--- Listed entries Enclosed Below ---

//! Transport backed by the in-process hub.

use pomochat_app::{EventSink, Link, LinkError, Transport};
use url::Url;

use crate::sim_hub::{ConnectionId, SimHub};

/// Opens connections on a [`SimHub`].
#[derive(Debug, Clone)]
pub struct SimTransport {
    hub: SimHub,
}

impl SimTransport {
    /// Transport connecting to `hub`.
    pub fn new(hub: SimHub) -> Self {
        Self { hub }
    }
}

impl Transport for SimTransport {
    type Link = SimLink;

    fn open(&mut self, url: &Url, sink: EventSink) -> SimLink {
        let id = self.hub.connect(url, sink);
        SimLink { hub: self.hub.clone(), id }
    }
}

/// One connection on a [`SimHub`].
///
/// A refused open yields a link with no connection; writes to it fail.
#[derive(Debug)]
pub struct SimLink {
    hub: SimHub,
    id: Option<ConnectionId>,
}

impl Link for SimLink {
    fn send(&mut self, payload: String) -> Result<(), LinkError> {
        match self.id {
            Some(id) => self.hub.receive(id, &payload),
            None => Err(LinkError::Closed),
        }
    }

    fn close(&mut self, code: u16, reason: &str) {
        if let Some(id) = self.id.take() {
            self.hub.close(id, code, reason);
        }
    }
}
//! WebSocket transport for the runtime.
//!
//! Each [`WsLink`] is backed by a spawned task that owns the socket. The task
//! reports everything it sees through the [`EventSink`]; the link only queues
//! writes and close requests. This keeps the runtime free of socket I/O.

use std::time::Duration;

use futures::{SinkExt, Stream, StreamExt};
use pomochat_app::{EventSink, Link, LinkError, Transport, TransportEvent};
use thiserror::Error;
use tokio::sync::mpsc;
use tokio_tungstenite::{
    connect_async,
    tungstenite::{
        self, Message as WsMessage,
        protocol::{CloseFrame, frame::coding::CloseCode},
    },
};
use url::Url;

/// How long to wait for the peer to acknowledge a close.
const CLOSE_TIMEOUT: Duration = Duration::from_secs(5);

/// Close code sent when the link is dropped without an explicit close.
const NORMAL_CLOSURE: u16 = 1000;

/// WebSocket errors, reported to the session as text.
#[derive(Debug, Error)]
pub enum WsError {
    /// Connection or upgrade failed.
    #[error("websocket handshake failed: {0}")]
    Handshake(String),

    /// Read or write on an open socket failed.
    #[error("websocket stream error: {0}")]
    Stream(String),
}

enum Outgoing {
    Text(String),
    Close { code: u16, reason: String },
}

/// Opens WebSocket connections with `tokio-tungstenite`.
///
/// Must be used from within a tokio runtime.
#[derive(Debug, Clone, Copy, Default)]
pub struct WsTransport;

impl Transport for WsTransport {
    type Link = WsLink;

    fn open(&mut self, url: &Url, sink: EventSink) -> WsLink {
        let (outgoing, rx) = mpsc::unbounded_channel();
        tokio::spawn(run_connection(url.clone(), sink, rx));
        WsLink { outgoing, closing: false }
    }
}

/// Handle to one WebSocket connection.
///
/// Writes queued before the socket opens are sent once it does. Dropping the
/// link closes the socket normally.
pub struct WsLink {
    outgoing: mpsc::UnboundedSender<Outgoing>,
    closing: bool,
}

impl Link for WsLink {
    fn send(&mut self, payload: String) -> Result<(), LinkError> {
        if self.closing {
            return Err(LinkError::Closed);
        }
        self.outgoing.send(Outgoing::Text(payload)).map_err(|_| LinkError::Closed)
    }

    fn close(&mut self, code: u16, reason: &str) {
        if self.closing {
            return;
        }
        self.closing = true;
        let _ = self.outgoing.send(Outgoing::Close { code, reason: reason.to_string() });
    }
}

/// Own the socket for one connection until it closes.
async fn run_connection(
    url: Url,
    sink: EventSink,
    mut outgoing: mpsc::UnboundedReceiver<Outgoing>,
) {
    let generation = sink.generation();

    let socket = match connect_async(url.as_str()).await {
        Ok((socket, _response)) => socket,
        Err(e) => {
            let error = WsError::Handshake(e.to_string());
            tracing::debug!(%generation, %error, "websocket open failed");
            sink.error(error.to_string());
            return;
        },
    };

    tracing::debug!(%generation, "websocket open");
    if !sink.opened() {
        return;
    }

    let (mut write, mut read) = socket.split();

    loop {
        tokio::select! {
            request = outgoing.recv() => {
                let (code, reason) = match request {
                    Some(Outgoing::Text(payload)) => {
                        if let Err(e) = write.send(WsMessage::Text(payload)).await {
                            report_write_failure(&sink, &e);
                        }
                        continue;
                    },
                    Some(Outgoing::Close { code, reason }) => (code, reason),
                    None => (NORMAL_CLOSURE, String::new()),
                };

                let frame = CloseFrame { code: CloseCode::from(code), reason: reason.into() };
                if let Err(e) = write.send(WsMessage::Close(Some(frame))).await {
                    tracing::debug!(%generation, error = %e, "websocket close frame not sent");
                }

                let (code, reason) = tokio::time::timeout(CLOSE_TIMEOUT, wait_for_close(&mut read))
                    .await
                    .unwrap_or((None, String::new()));
                sink.closed(code, reason);
                break;
            },

            incoming = read.next() => match incoming {
                Some(Ok(WsMessage::Text(text))) => {
                    sink.received(text);
                },
                Some(Ok(WsMessage::Close(frame))) => {
                    let (code, reason) = close_details(frame);
                    tracing::debug!(%generation, ?code, %reason, "websocket closed by peer");
                    sink.closed(code, reason);
                    break;
                },
                // Control frames are answered by tungstenite; binary is not part of the protocol
                Some(Ok(_)) => {},
                Some(Err(e)) => {
                    sink.error(WsError::Stream(e.to_string()).to_string());
                    sink.closed(None, String::new());
                    break;
                },
                None => {
                    sink.closed(None, String::new());
                    break;
                },
            },
        }
    }
}

/// Report a text frame the socket failed to write.
///
/// The connection stays up; a broken socket is reported separately when the
/// read side sees it.
fn report_write_failure(sink: &EventSink, error: &tungstenite::Error) {
    let message = WsError::Stream(error.to_string()).to_string();
    tracing::debug!(generation = %sink.generation(), %message, "websocket write failed");
    sink.emit(TransportEvent::SendFailed { message });
}

/// Read until the peer's close frame or the end of the stream.
async fn wait_for_close<S>(read: &mut S) -> (Option<u16>, String)
where
    S: Stream<Item = Result<WsMessage, tungstenite::Error>> + Unpin,
{
    while let Some(message) = read.next().await {
        match message {
            Ok(WsMessage::Close(frame)) => return close_details(frame),
            Ok(_) => {},
            Err(_) => break,
        }
    }
    (None, String::new())
}

fn close_details(frame: Option<CloseFrame<'_>>) -> (Option<u16>, String) {
    match frame {
        Some(frame) => (Some(u16::from(frame.code)), frame.reason.into_owned()),
        None => (None, String::new()),
    }
}

#[cfg(test)]
mod tests {
    use pomochat_app::Generation;
    use tokio::sync::mpsc;

    use super::*;

    #[test]
    fn write_failure_is_a_send_failure() {
        let (tx, mut rx) = mpsc::unbounded_channel();
        let sink = EventSink::new(Generation::new(4), tx);

        report_write_failure(&sink, &tungstenite::Error::AlreadyClosed);

        let (generation, event) = rx.try_recv().unwrap();
        assert_eq!(generation, Generation::new(4));
        let TransportEvent::SendFailed { message } = event else {
            panic!("expected SendFailed, got {event:?}");
        };
        assert!(message.starts_with("websocket stream error"));
    }

    #[test]
    fn close_details_without_frame() {
        assert_eq!(close_details(None), (None, String::new()));
        let frame = CloseFrame { code: CloseCode::from(1001), reason: "going away".into() };
        assert_eq!(close_details(Some(frame)), (Some(1001), "going away".to_string()));
    }
}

--- End of Enclosed Listed entries ---

## Exercise directions
Transcribe the records above exactly, from the opening line down to and including the line with "fn open(&mut self, url: &Url, sink: EventSink) -> SimLink".

## Result for this exercise
//! Transport backed by the in-process hub.

use pomochat_app::{EventSink, Link, LinkError, Transport};
use url::Url;

use crate::sim_hub::{ConnectionId, SimHub};

/// Opens connections on a [`SimHub`].
#[derive(Debug, Clone)]
pub struct SimTransport {
    hub: SimHub,
}

impl SimTransport {
    /// Transport connecting to `hub`.
    pub fn new(hub: SimHub) -> Self {
        Self { hub }
    }
}

impl Transport for SimTransport {
    type Link = SimLink;

    fn open(&mut self, url: &Url, sink: EventSink) -> SimLink {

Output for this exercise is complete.